TOP 5 des clichés de sobriété, Debunkés par une sobre
Me voilà à 978 jours de sobriété, au moment où j’écris cet article, c’est pas peu de choses, chose ! Je n’ai jamais été sobre aussi longtemps depuis mes douze ans. Et avec tout ce temps sans lendemain de brosse, vient inévitablement une sagesse et une suffisance qui m’enjoigne à cérémonieusement partager mes conseils et expériences sur ce blogue, telle une experte non-certifiée et fanfaronne.
Peu importe où je lis sur la sobriété, peu importe la plateforme où je regarde des vidéos sur la sobriété, les mêmes commentaires semblent revenir.
Folklore, mythes, idées préconçues, réalité ? Qu’est-ce qui est vrai, qu’est-ce qui l’est pas ?
On démêle ça un peu, dans ce…
TOP 5 des clichés de sobriété
1. « Tu vas remplacer par autre chose ! »
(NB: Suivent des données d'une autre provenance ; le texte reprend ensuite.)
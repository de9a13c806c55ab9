//! File discovery, parsing and symbol extraction

pub mod config;
pub mod coordinator;
pub mod extractor;
pub mod languages;
pub mod parser_pool;
pub mod walker;

#[cfg(test)]
mod tests;

pub use config::{DEFAULT_EXCLUDES, IndexOptions};
pub use coordinator::{Coordinator, IndexResult, IndexStats, index_repository};
pub use languages::{LanguageRegistry, SUPPORTED_LANGUAGES, get_parser};
pub use parser_pool::Grammar;
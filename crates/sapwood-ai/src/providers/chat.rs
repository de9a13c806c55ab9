//! OpenAI-compatible chat completions client
//!
//! Shared by the OpenAI provider and the OpenRouter-backed Anthropic provider.

use crate::bridge::Completion;
use crate::error::InferenceError;
use serde::{Deserialize, Serialize};
use std::time::Duration;

pub struct ChatClient {
    client: reqwest::Client,
    provider: String,
    endpoint: String,
    api_key: String,
    model: String,
    temperature: f32,
    max_tokens: u32,
}

#[derive(Debug, Serialize)]
struct ChatRequest<'a> {
    model: &'a str,
    messages: Vec<ChatMessage>,
    temperature: f32,
    max_tokens: u32,
}

#[derive(Debug, Serialize, Deserialize)]
struct ChatMessage {
    role: String,
    content: String,
}

#[derive(Debug, Deserialize)]
struct ChatResponse {
    choices: Vec<ChatChoice>,
    usage: Option<ChatUsage>,
}

#[derive(Debug, Deserialize)]
struct ChatChoice {
    message: ChatMessage,
}

#[derive(Debug, Deserialize)]
struct ChatUsage {
    #[serde(default)]
    prompt_tokens: u64,
    #[serde(default)]
    completion_tokens: u64,
}

impl ChatClient {
    pub fn new(
        provider: impl Into<String>,
        endpoint: impl Into<String>,
        api_key: String,
        model: impl Into<String>,
        request_timeout: Duration,
    ) -> Result<Self, InferenceError> {
        let client = reqwest::Client::builder().timeout(request_timeout).build()?;
        Ok(ChatClient {
            client,
            provider: provider.into(),
            endpoint: endpoint.into(),
            api_key,
            model: model.into(),
            temperature: 0.2,
            max_tokens: 600,
        })
    }

    pub fn with_sampling(mut self, temperature: f32, max_tokens: u32) -> Self {
        self.temperature = temperature;
        self.max_tokens = max_tokens;
        self
    }

    pub fn model(&self) -> &str {
        &self.model
    }

    pub async fn complete(&self, system_prompt: &str, user_prompt: &str) -> Result<Completion, InferenceError> {
        let request = ChatRequest {
            model: &self.model,
            messages: vec![
                ChatMessage {
                    role: "system".to_string(),
                    content: system_prompt.to_string(),
                },
                ChatMessage {
                    role: "user".to_string(),
                    content: user_prompt.to_string(),
                },
            ],
            temperature: self.temperature,
            max_tokens: self.max_tokens,
        };

        let response = self
            .client
            .post(&self.endpoint)
            .header("Authorization", format!("Bearer {}", self.api_key))
            .header("Content-Type", "application/json")
            .json(&request)
            .send()
            .await?;

        let status = response.status();
        if !status.is_success() {
            let body = response.text().await.unwrap_or_default();
            return Err(InferenceError::Api {
                provider: self.provider.clone(),
                status: status.as_u16(),
                body,
            });
        }

        let chat: ChatResponse = response.json().await?;
        let text = chat
            .choices
            .into_iter()
            .next()
            .map(|c| c.message.content)
            .ok_or_else(|| InferenceError::MalformedResponse("response has no choices".to_string()))?;
        let (input_tokens, output_tokens) = chat
            .usage
            .map(|u| (u.prompt_tokens, u.completion_tokens))
            .unwrap_or((0, 0));
        tracing::debug!("{} returned {} input / {} output tokens", self.provider, input_tokens, output_tokens);

        Ok(Completion::new(text, input_tokens, output_tokens))
    }
}
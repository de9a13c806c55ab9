//! Bottom-up summarization over processing levels
//!
//! Levels run strictly in order. Inside a level every entity is a task in a
//! `JoinSet`; a shared semaphore bounds how many inference calls are in
//! flight. The whole set is joined and the cache flushed before the next
//! level starts, so an entity only ever sees finished dependency summaries.

use crate::bridge::InferenceProvider;
use crate::budget::{BudgetWarning, UsageSnapshot, UsageTracker};
use crate::error::InferenceError;
use crate::prompt::{
    ARCHITECTURE_SYSTEM_PROMPT, ContextItem, ENTITY_SYSTEM_PROMPT, MODULE_SYSTEM_PROMPT, ProjectContext,
    PromptLimits, architecture_prompt, dependency_context, entity_prompt, module_prompt, truncate,
};
use crate::response::{ParsedSummary, parse_summary};
use crate::retry::RetryPolicy;
use dashmap::DashMap;
use sapwood_core::{
    ARCHITECTURE_ID, AnalysisPlan, ChangeSet, EntityStore, IncrementalCache, MODULE_PREFIX, ProcessingLevel,
    Summary, SummaryScope, TokenUsage, combined_hash, content_hash, group_by_directory,
};
use serde::{Deserialize, Serialize};
use std::collections::{BTreeMap, HashMap, HashSet};
use std::sync::Arc;
use std::time::Instant;
use tokio::sync::Semaphore;
use tokio::task::JoinSet;

/// Orchestrator settings.
#[derive(Debug, Clone)]
pub struct OrchestratorConfig {
    /// Upper bound on concurrent inference calls.
    pub max_concurrent_calls: usize,
    pub retry: RetryPolicy,
    pub limits: PromptLimits,
    /// Directories with fewer summarized entities get no module summary.
    pub min_module_entities: usize,
    /// Produce one architecture summary over all modules.
    pub architecture: bool,
}

impl Default for OrchestratorConfig {
    fn default() -> Self {
        OrchestratorConfig {
            max_concurrent_calls: 8,
            retry: RetryPolicy::default(),
            limits: PromptLimits::default(),
            min_module_entities: 2,
            architecture: true,
        }
    }
}

/// How one summary was obtained.
#[derive(Debug, Clone, Copy, PartialEq, Eq, Serialize, Deserialize)]
#[serde(rename_all = "snake_case")]
pub enum Outcome {
    Cached,
    Generated,
    Fallback,
}

/// Counts for one run.
#[derive(Debug, Clone, Default, PartialEq, Eq, Serialize, Deserialize)]
pub struct RunReport {
    pub entities: usize,
    pub levels: usize,
    pub forced_levels: usize,
    pub removed_edges: usize,
    pub cached: usize,
    pub generated: usize,
    pub fallbacks: usize,
    pub modules: usize,
    pub modules_cached: usize,
    pub module_fallbacks: usize,
    pub architecture: Option<Outcome>,
    pub usage: UsageSnapshot,
    pub elapsed_ms: u64,
}

impl RunReport {
    fn count(&mut self, outcome: Outcome) {
        match outcome {
            Outcome::Cached => self.cached += 1,
            Outcome::Generated => self.generated += 1,
            Outcome::Fallback => self.fallbacks += 1,
        }
    }

    fn count_module(&mut self, outcome: Outcome) {
        self.modules += 1;
        match outcome {
            Outcome::Cached => self.modules_cached += 1,
            Outcome::Generated => {}
            Outcome::Fallback => self.module_fallbacks += 1,
        }
    }
}

/// Everything a run produced.
#[derive(Debug, Clone, Default, Serialize)]
pub struct RunOutput {
    pub entities: BTreeMap<String, Summary>,
    pub modules: Vec<Summary>,
    pub architecture: Option<Summary>,
    pub report: RunReport,
}

/// Walks an [`AnalysisPlan`] and produces a summary for every entity.
#[derive(Clone)]
pub struct Orchestrator {
    provider: Arc<dyn InferenceProvider>,
    cache: Arc<IncrementalCache>,
    usage: Arc<UsageTracker>,
    config: Arc<OrchestratorConfig>,
}

impl std::fmt::Debug for Orchestrator {
    fn fmt(&self, f: &mut std::fmt::Formatter<'_>) -> std::fmt::Result {
        f.debug_struct("Orchestrator")
            .field("provider", &self.provider.name())
            .field("cache", &self.cache)
            .field("config", &self.config)
            .finish()
    }
}
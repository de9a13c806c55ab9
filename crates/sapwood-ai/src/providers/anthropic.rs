//! Anthropic Claude provider, reached through OpenRouter

use super::chat::ChatClient;
use crate::bridge::{Completion, InferenceProvider, ProviderConfig};
use crate::error::InferenceError;

pub const OPENROUTER_ENDPOINT: &str = "https://openrouter.ai/api/v1/chat/completions";
pub const OPENROUTER_KEY_ENV: &str = "OPENROUTER_API_KEY";
/// OpenRouter model naming
pub const ANTHROPIC_DEFAULT_MODEL: &str = "anthropic/claude-3-haiku-20240307";

pub struct AnthropicProvider {
    chat: ChatClient,
}

impl AnthropicProvider {
    pub fn new(config: &ProviderConfig) -> Result<Self, InferenceError> {
        let api_key = config.resolve_api_key(OPENROUTER_KEY_ENV)?;
        let chat = ChatClient::new(
            "Anthropic",
            config.base_url.as_deref().unwrap_or(OPENROUTER_ENDPOINT),
            api_key,
            config.model.as_deref().unwrap_or(ANTHROPIC_DEFAULT_MODEL),
            config.request_timeout,
        )?
        .with_sampling(config.temperature, config.max_tokens);
        Ok(AnthropicProvider { chat })
    }
}

#[async_trait::async_trait]
impl InferenceProvider for AnthropicProvider {
    async fn generate(&self, system_prompt: &str, user_prompt: &str) -> Result<Completion, InferenceError> {
        self.chat.complete(system_prompt, user_prompt).await
    }

    fn name(&self) -> &str {
        "Anthropic (OpenRouter)"
    }

    fn model_identity(&self) -> String {
        format!("openrouter/{}", self.chat.model())
    }
}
Ça, ça sort de la bouche d’un jaloux qui sous-jace le transfert de dépendance accoté.
Est-ce que ça se peut ? Oui. Est-ce inévitable, le transfert de dépendance ? Non. Il est possible d’entamer sa sobriété armé de vigilance et d’écoute de soi.
Ce que je recommande de faire est de journaler ce que vous faites dans une journée, comment vous vous êtes senti, ce que vous avez fait comme activité. L’application I Am Sober permet de le faire très simplement et c’est gratuit. Un bel outil, créé spécialement pour les nouveaux sobres, ou ceusses qui veulent s’y essayer.
En gardant conscience de ce qu’on fait ou on ne fait plus, toute différence dans notre comportement ou nouvelles habitudes (activité physique, finances, alimentation) sortant de l’ordinaire pourra être traçable, si on est honnête avec l’application, et avec soi-même.
2. « Tu vas te garrocher dans le sucre. »
En coupant drogues et alcool, la personne dépendante se tourne irrémédiablement vers le sucre.
Est-ce que c’est vrai ? C’est possible, mais pas incontrôlable.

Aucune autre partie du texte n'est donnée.